[Stored data]

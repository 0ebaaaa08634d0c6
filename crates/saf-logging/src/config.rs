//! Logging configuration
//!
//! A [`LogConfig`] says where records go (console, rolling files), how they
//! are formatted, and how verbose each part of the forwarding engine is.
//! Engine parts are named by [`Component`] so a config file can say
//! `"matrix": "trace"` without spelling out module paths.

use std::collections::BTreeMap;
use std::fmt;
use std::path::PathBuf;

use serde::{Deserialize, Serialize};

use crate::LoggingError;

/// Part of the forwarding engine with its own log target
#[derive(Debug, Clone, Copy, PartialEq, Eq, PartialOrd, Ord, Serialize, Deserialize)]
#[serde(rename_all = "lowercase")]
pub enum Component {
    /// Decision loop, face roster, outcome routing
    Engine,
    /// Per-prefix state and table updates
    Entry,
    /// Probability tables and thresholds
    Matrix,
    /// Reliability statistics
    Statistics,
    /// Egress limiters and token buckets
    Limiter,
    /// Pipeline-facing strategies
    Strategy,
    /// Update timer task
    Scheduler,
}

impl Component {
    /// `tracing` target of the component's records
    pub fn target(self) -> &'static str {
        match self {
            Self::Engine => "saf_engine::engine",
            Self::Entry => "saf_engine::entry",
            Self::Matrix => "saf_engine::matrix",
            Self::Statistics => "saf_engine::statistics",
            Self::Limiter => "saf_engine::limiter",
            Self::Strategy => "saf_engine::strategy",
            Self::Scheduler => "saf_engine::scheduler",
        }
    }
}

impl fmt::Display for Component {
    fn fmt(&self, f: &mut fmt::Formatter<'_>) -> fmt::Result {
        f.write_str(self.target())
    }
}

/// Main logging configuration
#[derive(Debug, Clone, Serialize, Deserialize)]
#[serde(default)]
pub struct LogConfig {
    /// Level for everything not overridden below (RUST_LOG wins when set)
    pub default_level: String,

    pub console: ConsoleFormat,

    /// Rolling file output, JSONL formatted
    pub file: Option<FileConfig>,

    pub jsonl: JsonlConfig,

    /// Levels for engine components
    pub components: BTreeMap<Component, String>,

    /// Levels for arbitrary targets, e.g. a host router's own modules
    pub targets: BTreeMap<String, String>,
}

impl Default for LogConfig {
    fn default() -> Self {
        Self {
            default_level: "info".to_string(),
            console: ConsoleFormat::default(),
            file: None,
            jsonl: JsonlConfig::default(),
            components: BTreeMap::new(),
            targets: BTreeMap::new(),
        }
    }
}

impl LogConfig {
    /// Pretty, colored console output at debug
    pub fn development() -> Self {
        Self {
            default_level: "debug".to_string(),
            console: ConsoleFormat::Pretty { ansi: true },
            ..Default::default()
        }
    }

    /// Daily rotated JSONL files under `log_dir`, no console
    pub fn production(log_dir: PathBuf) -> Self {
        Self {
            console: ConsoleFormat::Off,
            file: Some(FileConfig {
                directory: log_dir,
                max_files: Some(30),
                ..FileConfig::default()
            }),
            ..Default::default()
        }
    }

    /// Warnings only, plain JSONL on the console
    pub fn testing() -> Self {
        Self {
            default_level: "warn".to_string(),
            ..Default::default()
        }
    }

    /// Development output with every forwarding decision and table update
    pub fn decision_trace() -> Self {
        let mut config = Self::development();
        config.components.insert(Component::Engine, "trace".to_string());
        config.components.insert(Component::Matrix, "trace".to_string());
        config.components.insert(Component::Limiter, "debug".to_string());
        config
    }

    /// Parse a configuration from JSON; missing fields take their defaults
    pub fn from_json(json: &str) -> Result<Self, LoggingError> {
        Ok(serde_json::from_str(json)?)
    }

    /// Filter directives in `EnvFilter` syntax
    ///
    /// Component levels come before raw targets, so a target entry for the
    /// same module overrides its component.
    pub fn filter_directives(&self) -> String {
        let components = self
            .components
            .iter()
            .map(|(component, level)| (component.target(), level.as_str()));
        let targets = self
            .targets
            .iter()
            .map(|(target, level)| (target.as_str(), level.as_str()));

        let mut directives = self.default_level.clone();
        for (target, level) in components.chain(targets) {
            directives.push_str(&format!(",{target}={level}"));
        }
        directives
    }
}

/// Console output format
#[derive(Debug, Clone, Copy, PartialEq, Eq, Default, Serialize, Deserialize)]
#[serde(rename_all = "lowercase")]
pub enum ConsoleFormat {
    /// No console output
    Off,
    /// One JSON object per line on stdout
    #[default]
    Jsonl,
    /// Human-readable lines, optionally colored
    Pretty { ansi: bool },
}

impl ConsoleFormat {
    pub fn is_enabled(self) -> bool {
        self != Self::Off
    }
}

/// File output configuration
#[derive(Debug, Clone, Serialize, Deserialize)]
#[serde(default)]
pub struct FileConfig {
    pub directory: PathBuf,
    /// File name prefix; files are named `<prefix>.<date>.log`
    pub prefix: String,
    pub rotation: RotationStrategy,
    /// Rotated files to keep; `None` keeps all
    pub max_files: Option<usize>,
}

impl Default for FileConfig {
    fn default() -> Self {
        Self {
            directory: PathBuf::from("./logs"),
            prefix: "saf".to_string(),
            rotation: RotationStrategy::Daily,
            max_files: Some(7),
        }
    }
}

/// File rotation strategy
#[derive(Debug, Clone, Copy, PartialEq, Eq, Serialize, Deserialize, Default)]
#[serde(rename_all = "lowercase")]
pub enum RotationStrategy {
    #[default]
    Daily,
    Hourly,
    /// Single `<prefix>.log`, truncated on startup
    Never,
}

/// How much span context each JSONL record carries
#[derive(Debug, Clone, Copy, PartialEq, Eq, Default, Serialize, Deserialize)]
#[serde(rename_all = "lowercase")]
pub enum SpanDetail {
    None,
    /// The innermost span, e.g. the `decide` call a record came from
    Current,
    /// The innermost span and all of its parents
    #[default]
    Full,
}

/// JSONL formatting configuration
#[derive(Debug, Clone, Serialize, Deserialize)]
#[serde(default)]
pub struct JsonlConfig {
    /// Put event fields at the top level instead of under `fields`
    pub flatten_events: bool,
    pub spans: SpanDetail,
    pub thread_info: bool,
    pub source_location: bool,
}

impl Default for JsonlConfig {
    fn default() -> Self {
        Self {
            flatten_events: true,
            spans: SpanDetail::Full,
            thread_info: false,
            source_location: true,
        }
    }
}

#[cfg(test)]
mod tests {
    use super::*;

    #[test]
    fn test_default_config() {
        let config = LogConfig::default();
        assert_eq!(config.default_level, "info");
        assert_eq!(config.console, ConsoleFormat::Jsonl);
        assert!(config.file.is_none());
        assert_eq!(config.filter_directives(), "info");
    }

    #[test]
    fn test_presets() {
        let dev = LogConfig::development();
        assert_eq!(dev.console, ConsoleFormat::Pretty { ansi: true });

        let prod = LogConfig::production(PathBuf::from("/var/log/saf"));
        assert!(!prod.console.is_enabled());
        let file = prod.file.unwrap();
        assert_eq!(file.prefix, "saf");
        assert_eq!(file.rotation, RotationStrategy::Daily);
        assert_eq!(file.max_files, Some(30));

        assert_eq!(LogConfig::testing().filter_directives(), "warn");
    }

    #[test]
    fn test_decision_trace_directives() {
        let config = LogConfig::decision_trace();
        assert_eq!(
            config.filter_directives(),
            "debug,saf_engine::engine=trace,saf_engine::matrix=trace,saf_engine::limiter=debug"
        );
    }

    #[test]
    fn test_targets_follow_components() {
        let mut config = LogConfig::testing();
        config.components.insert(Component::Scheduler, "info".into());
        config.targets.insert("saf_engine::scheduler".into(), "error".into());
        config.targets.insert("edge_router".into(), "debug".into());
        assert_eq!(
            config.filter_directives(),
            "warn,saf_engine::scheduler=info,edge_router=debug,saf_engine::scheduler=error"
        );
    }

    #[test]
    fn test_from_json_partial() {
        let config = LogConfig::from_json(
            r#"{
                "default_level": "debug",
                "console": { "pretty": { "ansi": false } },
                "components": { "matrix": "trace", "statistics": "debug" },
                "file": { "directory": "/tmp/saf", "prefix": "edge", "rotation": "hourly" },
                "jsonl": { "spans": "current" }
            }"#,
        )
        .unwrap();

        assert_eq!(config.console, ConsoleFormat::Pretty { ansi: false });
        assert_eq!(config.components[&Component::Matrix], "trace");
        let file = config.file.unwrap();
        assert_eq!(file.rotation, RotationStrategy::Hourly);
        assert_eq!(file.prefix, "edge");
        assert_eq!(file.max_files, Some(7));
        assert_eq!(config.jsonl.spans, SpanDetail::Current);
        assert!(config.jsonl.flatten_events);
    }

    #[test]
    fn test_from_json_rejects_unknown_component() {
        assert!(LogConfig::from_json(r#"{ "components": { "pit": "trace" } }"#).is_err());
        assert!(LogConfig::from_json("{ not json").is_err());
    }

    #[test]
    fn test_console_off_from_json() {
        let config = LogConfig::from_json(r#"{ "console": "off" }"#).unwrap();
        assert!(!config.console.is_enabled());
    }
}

→ **PROBLEM STATEMENT**
Look for the word "true". Copy out every line of the data that has it.

→ **EXERCISE SOLUTION**
            console: ConsoleFormat::Pretty { ansi: true },
            flatten_events: true,
            source_location: true,
        assert_eq!(dev.console, ConsoleFormat::Pretty { ansi: true });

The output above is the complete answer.